Tarih: 10.07.2023 16:03

HAC YAPMAK BİR AVANTAJ MIDIR

Facebook Twitter Linked-in

Hac yapmak bir avantaj mıdır?

Hacc yapmak şayet avantaj olursa hacca gidemeyenler, “baştan kaybetmişler” sınıfına dâhil olurlar. Buna rağmen, Hacca gitmek, “hacı emmi” olmak toplumda bir ayrıcalık olarak algılanıyor. Bu sıfat bazılarının ticaret hayatında “kar”a dönüştürmenin anahtarı olduğu gibi sağlanan toplumsal statü ile de hak etmediği bir saygınlık elde ediliyor. Bu yüzden ibadetlerin en önemlisi olan namaz kılana “namazcı emmi” denilmediği gibi, hacca gidene de “hacı emmi” denmemeli. Bu şekilde bir tür istismar olan iltimasın önü alınmalıdır. Bu bağlamda Hacca gitmek bir avantaj değil bir sorumluluktur. Tıpkı zengin bir kişinin zekât verecek servete sahip olup da zekât vermesi gibi bir yükümlülüktür.

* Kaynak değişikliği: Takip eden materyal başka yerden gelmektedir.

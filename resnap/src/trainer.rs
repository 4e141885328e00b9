use std::path::Path;

use lin_reg::ModelKind;
use nalgebra::DVector;

use crate::{
    load_dataset, CrossValidator, CvParams, CvReport, Dataset, NormKind, NormalizationState,
    PotentialFitter, Result,
};

/// Training data of one element together with the model kind used to fit it
#[derive(Debug, Clone)]
pub struct PotentialTrainer {
    dataset: Dataset,
    normalization: Option<NormalizationState>,
    kind: ModelKind,
}

impl PotentialTrainer {
    /// # Arguments:
    /// dataset: The raw training data
    /// kind: Penalized model used for cross validation and the final fit
    /// norm: Normalize the descriptors with this norm, `None` keeps them as is
    pub fn new(dataset: Dataset, kind: ModelKind, norm: Option<NormKind>) -> Self {
        let (dataset, normalization) = match norm {
            Some(norm) => {
                let (normalized, state) = dataset.normalized(norm);
                (normalized, Some(state))
            }
            None => (dataset, None),
        };

        Self {
            dataset,
            normalization,
            kind,
        }
    }

    /// Load the dataset stored at `path`, see [`load_dataset`]
    pub fn load(path: impl AsRef<Path>, kind: ModelKind, norm: Option<NormKind>) -> Result<Self> {
        Ok(Self::new(load_dataset(path)?, kind, norm))
    }

    /// The dataset models are fitted on, normalized if a norm was given
    #[inline(always)]
    pub fn dataset(&self) -> &Dataset {
        &self.dataset
    }

    /// The descriptor scales, if normalized
    #[inline(always)]
    pub fn normalization(&self) -> Option<&NormalizationState> {
        self.normalization.as_ref()
    }

    /// The penalized model kind
    #[inline(always)]
    pub fn kind(&self) -> ModelKind {
        self.kind
    }

    /// Cross validate every alpha of the sweep
    pub fn cross_validation(&self, alphas: &[f64], params: &CvParams) -> Result<CvReport> {
        CrossValidator::new(&self.dataset, self.kind).evaluate(alphas, params)
    }

    /// Fit on all structures and write the potential into `output_dir`
    pub fn make_potential(
        &self,
        output_dir: impl AsRef<Path>,
        alpha: f64,
        max_iter: usize,
        tol: f64,
    ) -> Result<DVector<f64>> {
        PotentialFitter::new(&self.dataset, self.kind, self.normalization.as_ref())
            .fit_and_save(output_dir, alpha, max_iter, tol)
    }
}

#[cfg(test)]
mod tests {
    use std::fs;

    use nalgebra::DMatrix;

    use super::*;
    use crate::{read_potential, POTENTIAL_FILE_NAME};

    fn write_csv(dir: &Path) -> std::path::PathBuf {
        let path = dir.join("re.csv");
        let mut content = String::from("n_atoms,b0,b1,y\n");
        for i in 0..20 {
            let n = (2 + i % 3) as f64;
            let b0 = 0.1 * i as f64;
            let b1 = ((i * 7) % 5) as f64;
            let y = -1.5 * n + 2.0 * b0 - 0.5 * b1;
            content.push_str(&format!("{},{},{},{}\n", n, b0, b1, y));
        }
        fs::write(&path, content).unwrap();
        path
    }

    #[test]
    fn load_cross_validate_and_make_potential() {
        if let Err(_) = pretty_env_logger::try_init() {}

        let dir = tempfile::tempdir().unwrap();
        let path = write_csv(dir.path());

        let trainer = PotentialTrainer::load(&path, ModelKind::Ridge, Some(NormKind::L2)).unwrap();
        assert_eq!(trainer.dataset().n_samples(), 20);
        assert_eq!(trainer.normalization().unwrap().scales().len(), 2);

        let report = trainer
            .cross_validation(&[0.0, 0.01, 0.1, 1.0], &CvParams::default())
            .unwrap();
        assert_eq!(report.alphas().len(), 4);
        assert!(report.validation_errors()[0] < 1e-9);
        assert_eq!(report.best_alpha(), Some(0.0));

        let potential = trainer.make_potential(dir.path(), 0.0, 1_000, 1e-4).unwrap();
        let written = read_potential(dir.path().join(POTENTIAL_FILE_NAME)).unwrap();

        assert_eq!(written.len(), 3);
        assert_eq!(written, potential.iter().copied().collect::<Vec<_>>());
        for (w, e) in written.iter().zip([-1.5, 2.0, -0.5].iter()) {
            assert!((w - e).abs() < 1e-8, "{} vs {}", w, e);
        }
    }

    #[test]
    fn without_norm_dataset_is_unchanged() {
        let x = DMatrix::from_fn(5, 2, |i, j| (i + j) as f64 + 1.0);
        let y = DVector::from_element(5, 1.0);
        let dataset = Dataset::new(x.clone(), y).unwrap();

        let trainer = PotentialTrainer::new(dataset, ModelKind::Lasso, None);

        assert!(trainer.normalization().is_none());
        assert_eq!(trainer.dataset().x(), &x);
        assert_eq!(trainer.kind(), ModelKind::Lasso);
    }
}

Nice hacca gidenlerden Kâbe kaçtığı gibi, nice gidemeyenlerin yüreğini Kâbe bir hacı gibi gider tavaf eder diyen Mustafa İslamoğlu ilginç hacc izlenimlerinden söz ediyor: “Bir haccım sırasında kulaklarımla duyduğum, “Bizi bunun için mi şu dağın (Arafat) başına getirdiler?” diyen, yine Kâbe’yi yatır/baba türbesi zannedip “Babayı döndük geldik” diyeni nereye koymalı? Dinle imanla alakası olmadığı halde sırf A Sınıfı turizm belgesi var diye pastadan pay verilen ve “20 yıldır hacca adam getiriyorum, bir kez bile orayı (Kâbe) merak etmedim” diyen ‘dinsel turizm’ kârcısını nereye koymalı?” Bu tür bir şuursuzlukla yapılan hac ibadeti ile elde edilen “hacı” sıfatının keyfini sürmek doğru olmasa gerek. Bu yüzden, şu kadar hacca gittim, bu kadar umre yaptım diye böbürlenip, haccı rakamlara kurban edenlere, Allah Resulü’nün ömründe tek bir kez haccettiğini hatırlatmak gerek.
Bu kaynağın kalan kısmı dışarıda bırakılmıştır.